━━ Exercise input ━━
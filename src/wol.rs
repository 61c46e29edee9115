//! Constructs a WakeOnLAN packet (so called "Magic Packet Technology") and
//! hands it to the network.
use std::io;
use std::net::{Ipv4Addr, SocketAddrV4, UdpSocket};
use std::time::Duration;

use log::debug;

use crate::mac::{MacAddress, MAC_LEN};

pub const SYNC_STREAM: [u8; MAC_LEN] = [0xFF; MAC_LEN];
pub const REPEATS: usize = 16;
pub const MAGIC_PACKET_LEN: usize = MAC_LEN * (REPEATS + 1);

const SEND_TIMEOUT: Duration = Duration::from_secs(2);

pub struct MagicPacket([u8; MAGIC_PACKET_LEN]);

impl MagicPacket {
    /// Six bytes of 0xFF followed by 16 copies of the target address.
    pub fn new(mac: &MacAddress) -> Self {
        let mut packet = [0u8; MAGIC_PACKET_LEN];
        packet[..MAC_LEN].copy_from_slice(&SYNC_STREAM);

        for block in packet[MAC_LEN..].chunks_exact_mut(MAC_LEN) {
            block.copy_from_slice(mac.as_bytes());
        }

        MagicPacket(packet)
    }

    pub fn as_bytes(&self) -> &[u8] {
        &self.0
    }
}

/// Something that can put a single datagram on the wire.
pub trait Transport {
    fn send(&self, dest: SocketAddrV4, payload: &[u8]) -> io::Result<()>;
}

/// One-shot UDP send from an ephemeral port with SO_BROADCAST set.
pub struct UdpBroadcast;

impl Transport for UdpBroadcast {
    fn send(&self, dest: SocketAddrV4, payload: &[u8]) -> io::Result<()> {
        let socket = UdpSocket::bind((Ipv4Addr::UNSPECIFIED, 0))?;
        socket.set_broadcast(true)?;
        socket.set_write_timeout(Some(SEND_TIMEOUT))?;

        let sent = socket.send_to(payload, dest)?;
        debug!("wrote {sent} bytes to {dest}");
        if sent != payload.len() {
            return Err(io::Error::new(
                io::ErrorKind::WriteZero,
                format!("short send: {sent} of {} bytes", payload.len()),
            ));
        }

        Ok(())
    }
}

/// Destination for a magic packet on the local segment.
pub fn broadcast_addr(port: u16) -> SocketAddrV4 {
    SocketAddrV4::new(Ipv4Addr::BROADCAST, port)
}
━━━
━━ Exercise input ━━
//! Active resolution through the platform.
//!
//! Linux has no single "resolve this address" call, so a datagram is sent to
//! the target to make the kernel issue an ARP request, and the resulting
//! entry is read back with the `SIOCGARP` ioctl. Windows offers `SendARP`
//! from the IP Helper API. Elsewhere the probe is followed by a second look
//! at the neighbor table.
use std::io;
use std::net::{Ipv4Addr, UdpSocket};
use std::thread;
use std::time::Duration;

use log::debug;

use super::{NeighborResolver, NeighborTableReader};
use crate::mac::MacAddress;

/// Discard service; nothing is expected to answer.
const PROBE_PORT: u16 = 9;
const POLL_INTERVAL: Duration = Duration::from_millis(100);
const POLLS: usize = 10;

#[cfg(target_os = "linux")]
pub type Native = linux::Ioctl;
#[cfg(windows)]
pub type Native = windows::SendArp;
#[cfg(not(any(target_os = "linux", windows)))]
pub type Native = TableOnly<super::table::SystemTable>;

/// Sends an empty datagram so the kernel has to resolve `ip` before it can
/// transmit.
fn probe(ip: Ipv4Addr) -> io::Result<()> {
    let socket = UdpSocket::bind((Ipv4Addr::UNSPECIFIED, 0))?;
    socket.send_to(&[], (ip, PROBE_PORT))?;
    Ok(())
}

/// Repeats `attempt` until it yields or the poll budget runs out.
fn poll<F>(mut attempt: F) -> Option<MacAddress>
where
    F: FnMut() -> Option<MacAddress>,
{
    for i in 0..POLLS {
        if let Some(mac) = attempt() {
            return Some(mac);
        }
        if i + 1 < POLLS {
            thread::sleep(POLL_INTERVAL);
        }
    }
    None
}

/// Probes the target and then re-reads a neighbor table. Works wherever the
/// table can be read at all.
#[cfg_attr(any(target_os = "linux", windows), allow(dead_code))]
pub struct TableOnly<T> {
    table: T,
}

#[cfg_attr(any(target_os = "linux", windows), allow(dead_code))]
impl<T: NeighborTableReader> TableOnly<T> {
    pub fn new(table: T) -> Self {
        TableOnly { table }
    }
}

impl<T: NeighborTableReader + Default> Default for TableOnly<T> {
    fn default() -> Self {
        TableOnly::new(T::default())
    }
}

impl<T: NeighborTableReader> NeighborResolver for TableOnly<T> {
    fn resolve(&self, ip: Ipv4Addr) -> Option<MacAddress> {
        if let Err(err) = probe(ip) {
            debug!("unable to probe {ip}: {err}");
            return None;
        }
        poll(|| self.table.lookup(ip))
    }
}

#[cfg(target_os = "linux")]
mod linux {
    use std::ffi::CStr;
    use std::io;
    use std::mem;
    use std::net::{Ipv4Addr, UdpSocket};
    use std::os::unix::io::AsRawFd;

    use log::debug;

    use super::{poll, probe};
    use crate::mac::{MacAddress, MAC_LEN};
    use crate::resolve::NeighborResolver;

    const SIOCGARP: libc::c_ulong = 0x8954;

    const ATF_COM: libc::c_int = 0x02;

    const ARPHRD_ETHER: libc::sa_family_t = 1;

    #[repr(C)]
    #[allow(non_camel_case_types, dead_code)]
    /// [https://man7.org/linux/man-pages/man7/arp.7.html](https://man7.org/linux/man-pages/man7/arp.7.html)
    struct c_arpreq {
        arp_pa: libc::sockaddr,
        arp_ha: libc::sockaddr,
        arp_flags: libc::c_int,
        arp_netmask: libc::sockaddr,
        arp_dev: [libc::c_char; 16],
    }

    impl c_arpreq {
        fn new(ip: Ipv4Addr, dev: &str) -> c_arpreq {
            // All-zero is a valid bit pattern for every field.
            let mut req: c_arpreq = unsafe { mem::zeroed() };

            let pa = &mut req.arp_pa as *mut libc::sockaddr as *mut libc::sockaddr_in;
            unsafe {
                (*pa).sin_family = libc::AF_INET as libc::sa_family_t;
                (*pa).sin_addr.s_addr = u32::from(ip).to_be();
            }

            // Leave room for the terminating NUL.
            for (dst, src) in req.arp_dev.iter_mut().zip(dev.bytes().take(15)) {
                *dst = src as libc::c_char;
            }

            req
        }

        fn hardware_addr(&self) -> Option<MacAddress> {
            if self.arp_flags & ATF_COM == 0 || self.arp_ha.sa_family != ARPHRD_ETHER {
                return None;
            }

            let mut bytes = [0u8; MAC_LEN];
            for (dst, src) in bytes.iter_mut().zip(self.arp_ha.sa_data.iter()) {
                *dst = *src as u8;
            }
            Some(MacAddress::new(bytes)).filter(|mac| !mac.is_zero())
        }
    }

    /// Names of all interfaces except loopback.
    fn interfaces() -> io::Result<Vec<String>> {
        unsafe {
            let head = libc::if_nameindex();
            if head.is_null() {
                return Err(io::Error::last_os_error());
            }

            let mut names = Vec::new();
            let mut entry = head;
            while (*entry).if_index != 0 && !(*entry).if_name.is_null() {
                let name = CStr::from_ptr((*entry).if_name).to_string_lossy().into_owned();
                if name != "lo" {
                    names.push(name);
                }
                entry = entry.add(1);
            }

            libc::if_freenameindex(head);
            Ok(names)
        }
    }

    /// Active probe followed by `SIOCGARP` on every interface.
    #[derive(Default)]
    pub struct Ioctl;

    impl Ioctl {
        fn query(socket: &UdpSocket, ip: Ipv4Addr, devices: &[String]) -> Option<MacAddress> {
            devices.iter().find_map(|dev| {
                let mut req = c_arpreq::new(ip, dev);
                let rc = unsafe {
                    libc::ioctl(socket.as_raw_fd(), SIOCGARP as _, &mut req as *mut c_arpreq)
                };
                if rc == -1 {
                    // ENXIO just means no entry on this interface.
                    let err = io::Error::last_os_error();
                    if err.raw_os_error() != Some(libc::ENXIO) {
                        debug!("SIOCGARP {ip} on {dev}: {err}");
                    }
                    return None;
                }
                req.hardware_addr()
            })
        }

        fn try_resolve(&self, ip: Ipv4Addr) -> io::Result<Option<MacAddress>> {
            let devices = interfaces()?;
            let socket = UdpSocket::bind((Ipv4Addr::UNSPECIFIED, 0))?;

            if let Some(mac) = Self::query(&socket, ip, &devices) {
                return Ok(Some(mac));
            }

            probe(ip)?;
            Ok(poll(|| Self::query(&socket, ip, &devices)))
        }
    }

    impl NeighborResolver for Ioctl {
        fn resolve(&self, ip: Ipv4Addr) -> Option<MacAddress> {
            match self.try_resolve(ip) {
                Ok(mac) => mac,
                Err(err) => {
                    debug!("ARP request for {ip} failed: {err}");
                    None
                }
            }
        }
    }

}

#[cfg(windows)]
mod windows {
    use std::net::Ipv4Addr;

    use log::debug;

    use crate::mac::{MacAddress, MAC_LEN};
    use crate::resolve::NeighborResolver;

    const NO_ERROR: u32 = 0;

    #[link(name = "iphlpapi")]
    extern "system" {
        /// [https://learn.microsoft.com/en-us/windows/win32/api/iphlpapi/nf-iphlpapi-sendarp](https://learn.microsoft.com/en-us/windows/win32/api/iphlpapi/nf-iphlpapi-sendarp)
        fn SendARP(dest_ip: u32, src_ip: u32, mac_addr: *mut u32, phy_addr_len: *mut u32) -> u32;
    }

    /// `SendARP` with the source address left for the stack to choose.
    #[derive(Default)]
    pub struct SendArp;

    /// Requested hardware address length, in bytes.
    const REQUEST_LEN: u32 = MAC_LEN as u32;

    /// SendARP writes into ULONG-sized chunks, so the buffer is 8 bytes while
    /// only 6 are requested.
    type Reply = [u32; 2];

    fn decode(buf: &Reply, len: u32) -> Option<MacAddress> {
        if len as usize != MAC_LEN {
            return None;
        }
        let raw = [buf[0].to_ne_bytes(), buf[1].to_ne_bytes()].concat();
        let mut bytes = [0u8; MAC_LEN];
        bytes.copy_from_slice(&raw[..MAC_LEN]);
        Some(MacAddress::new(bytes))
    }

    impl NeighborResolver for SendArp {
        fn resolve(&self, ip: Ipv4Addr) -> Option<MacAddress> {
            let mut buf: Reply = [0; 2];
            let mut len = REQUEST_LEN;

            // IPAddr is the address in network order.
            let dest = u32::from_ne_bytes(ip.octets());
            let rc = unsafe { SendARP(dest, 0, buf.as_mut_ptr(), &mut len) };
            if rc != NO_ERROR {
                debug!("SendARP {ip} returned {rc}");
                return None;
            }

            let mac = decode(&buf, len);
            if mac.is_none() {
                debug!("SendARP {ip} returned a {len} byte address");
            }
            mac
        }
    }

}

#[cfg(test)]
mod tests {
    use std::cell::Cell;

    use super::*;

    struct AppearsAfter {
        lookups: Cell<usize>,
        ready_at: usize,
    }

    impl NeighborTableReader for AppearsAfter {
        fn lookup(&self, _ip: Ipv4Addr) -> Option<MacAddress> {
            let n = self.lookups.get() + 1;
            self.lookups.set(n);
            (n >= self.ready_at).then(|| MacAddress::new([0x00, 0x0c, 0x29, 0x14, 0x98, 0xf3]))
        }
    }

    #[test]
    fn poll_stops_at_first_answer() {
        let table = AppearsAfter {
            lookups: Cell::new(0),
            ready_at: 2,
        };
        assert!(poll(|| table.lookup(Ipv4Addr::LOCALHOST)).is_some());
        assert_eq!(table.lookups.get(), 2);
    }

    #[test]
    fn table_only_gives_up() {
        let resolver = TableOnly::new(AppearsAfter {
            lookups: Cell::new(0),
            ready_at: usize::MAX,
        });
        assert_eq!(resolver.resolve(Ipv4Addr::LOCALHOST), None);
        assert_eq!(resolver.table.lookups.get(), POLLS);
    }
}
━━━
━━ Exercise input ━━
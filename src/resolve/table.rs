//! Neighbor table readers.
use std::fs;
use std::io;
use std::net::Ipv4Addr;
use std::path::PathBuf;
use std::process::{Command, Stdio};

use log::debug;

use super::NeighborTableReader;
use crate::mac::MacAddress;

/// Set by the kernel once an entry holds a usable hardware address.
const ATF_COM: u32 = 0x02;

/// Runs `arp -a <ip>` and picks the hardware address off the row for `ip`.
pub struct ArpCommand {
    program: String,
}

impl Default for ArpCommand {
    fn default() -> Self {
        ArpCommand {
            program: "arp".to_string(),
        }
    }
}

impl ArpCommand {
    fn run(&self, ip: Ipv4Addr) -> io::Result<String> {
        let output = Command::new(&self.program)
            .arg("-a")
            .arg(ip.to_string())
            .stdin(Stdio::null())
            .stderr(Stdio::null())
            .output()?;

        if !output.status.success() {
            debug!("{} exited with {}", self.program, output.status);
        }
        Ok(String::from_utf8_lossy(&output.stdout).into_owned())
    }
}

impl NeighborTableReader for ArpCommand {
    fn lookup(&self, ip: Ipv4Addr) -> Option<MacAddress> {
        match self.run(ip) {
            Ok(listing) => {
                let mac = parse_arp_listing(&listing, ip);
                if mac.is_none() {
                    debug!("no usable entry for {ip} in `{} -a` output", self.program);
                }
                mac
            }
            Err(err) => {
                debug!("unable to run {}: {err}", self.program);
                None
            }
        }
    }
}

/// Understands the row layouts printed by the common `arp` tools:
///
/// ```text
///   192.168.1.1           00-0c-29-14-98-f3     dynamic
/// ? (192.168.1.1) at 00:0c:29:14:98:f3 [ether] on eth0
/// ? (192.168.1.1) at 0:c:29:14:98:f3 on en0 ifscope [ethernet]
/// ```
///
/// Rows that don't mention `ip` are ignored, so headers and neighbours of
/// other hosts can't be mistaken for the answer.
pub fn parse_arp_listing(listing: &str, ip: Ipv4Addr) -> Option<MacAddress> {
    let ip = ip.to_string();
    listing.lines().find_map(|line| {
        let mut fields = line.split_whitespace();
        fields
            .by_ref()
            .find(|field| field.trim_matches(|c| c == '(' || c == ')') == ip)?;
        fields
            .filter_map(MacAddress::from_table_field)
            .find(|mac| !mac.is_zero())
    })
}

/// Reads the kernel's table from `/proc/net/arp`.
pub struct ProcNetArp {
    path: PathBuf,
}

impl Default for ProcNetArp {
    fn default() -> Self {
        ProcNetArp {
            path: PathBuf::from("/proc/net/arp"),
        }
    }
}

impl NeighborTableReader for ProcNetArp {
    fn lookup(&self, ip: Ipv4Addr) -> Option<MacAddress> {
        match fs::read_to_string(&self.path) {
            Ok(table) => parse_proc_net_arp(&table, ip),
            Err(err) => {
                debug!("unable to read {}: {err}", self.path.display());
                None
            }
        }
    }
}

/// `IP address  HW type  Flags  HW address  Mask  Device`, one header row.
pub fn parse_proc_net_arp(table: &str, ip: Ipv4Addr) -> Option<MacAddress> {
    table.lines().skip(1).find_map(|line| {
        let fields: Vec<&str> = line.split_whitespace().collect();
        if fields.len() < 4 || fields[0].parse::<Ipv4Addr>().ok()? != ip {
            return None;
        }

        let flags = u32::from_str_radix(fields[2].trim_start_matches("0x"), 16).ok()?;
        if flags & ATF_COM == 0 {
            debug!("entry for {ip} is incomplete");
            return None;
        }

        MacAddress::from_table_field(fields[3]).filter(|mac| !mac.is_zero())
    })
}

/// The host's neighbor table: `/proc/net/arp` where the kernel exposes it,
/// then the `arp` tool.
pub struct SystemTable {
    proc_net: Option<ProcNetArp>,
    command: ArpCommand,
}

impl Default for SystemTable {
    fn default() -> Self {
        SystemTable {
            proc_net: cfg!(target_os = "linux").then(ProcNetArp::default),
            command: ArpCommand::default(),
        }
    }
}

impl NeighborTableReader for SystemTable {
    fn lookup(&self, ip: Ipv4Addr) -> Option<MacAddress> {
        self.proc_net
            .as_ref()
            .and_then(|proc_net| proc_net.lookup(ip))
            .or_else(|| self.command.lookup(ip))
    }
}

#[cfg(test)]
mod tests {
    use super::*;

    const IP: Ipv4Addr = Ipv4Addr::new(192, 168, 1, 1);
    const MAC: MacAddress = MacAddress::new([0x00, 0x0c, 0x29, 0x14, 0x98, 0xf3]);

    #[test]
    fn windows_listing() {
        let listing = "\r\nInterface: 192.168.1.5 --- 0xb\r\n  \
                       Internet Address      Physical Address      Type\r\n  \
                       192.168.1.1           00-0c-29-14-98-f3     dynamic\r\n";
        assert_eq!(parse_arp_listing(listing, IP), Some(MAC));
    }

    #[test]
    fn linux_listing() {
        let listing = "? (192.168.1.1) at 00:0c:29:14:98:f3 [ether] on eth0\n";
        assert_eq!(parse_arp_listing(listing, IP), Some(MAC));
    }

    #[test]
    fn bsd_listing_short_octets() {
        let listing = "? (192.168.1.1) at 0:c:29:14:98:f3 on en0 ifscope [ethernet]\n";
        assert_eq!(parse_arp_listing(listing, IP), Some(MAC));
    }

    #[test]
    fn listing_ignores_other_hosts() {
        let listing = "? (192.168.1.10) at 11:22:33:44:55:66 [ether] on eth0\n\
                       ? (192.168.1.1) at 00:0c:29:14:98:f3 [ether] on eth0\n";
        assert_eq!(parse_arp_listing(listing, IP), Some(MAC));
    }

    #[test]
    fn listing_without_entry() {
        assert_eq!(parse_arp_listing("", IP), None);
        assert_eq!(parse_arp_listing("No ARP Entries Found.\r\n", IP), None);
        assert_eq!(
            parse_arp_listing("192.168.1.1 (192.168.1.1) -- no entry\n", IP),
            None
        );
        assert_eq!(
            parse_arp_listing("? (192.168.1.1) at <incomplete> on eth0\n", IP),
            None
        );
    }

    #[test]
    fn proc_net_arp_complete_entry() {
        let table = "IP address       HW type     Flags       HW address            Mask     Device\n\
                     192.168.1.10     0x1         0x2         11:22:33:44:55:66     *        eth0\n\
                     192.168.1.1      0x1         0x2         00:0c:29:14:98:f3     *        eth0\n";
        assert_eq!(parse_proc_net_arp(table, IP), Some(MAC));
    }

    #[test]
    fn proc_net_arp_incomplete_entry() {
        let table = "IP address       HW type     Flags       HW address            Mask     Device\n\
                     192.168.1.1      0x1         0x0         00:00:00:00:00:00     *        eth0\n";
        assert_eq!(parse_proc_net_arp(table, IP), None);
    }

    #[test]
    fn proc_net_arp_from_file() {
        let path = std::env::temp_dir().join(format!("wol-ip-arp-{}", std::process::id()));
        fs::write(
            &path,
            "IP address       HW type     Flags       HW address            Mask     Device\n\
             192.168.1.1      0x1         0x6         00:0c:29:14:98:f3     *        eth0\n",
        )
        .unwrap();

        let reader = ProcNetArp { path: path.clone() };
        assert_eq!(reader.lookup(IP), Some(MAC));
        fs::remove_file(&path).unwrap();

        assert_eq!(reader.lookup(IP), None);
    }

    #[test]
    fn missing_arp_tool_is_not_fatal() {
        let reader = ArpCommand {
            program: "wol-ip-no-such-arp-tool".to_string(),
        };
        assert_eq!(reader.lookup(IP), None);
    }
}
━━━
* How to complete this task: For every line above that includes the string "Cell", copy the line.

* Answer to the problem:
    use std::cell::Cell;
        lookups: Cell<usize>,
            lookups: Cell::new(0),
            lookups: Cell::new(0),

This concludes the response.